### [Records]
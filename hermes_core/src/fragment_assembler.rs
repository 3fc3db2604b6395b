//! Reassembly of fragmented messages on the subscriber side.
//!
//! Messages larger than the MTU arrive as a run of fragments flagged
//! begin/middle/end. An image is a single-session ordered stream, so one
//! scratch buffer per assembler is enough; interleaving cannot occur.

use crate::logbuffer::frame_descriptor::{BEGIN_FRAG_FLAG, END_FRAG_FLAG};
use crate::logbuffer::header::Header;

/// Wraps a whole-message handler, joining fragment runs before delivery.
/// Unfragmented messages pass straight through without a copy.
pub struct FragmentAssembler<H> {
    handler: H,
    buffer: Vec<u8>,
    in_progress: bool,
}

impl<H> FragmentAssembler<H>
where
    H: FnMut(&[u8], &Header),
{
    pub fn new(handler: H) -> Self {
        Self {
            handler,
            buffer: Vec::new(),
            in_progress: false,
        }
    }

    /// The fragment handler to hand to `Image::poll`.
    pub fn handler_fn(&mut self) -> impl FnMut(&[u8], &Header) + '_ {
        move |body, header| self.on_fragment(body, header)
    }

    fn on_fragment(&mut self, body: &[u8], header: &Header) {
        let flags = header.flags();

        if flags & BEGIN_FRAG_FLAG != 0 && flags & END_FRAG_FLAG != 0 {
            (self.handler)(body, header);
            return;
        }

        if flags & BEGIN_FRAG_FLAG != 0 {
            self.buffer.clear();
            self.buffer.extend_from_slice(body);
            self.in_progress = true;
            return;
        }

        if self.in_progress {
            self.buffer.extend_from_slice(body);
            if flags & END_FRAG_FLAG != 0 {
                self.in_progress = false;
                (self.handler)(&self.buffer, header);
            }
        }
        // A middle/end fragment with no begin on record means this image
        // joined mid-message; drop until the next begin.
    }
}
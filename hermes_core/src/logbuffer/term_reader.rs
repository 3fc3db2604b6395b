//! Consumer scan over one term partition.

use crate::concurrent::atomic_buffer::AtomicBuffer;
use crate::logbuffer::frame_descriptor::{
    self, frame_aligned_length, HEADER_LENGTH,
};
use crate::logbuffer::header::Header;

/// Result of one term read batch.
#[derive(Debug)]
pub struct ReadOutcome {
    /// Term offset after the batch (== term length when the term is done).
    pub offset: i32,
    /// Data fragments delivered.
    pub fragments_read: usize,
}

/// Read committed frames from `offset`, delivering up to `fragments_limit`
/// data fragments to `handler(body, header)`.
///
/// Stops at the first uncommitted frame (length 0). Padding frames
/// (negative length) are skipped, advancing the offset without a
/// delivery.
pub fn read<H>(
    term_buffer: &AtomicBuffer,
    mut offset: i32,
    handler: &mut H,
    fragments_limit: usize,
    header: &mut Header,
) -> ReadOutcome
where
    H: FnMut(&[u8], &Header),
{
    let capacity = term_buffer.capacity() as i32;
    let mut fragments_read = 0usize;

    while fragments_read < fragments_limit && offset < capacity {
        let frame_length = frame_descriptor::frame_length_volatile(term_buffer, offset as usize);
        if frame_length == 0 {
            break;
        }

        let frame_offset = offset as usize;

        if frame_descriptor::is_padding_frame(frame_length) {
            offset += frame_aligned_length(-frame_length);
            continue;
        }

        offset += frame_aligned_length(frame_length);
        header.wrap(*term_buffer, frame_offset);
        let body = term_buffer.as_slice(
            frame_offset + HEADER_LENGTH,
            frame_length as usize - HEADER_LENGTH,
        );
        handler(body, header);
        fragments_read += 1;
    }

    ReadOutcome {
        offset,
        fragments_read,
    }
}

### [Task goal]
Please copy each line of the records above in which the word "without" can be found.

### [Response for this exercise]
/// Unfragmented messages pass straight through without a copy.
/// (negative length) are skipped, advancing the offset without a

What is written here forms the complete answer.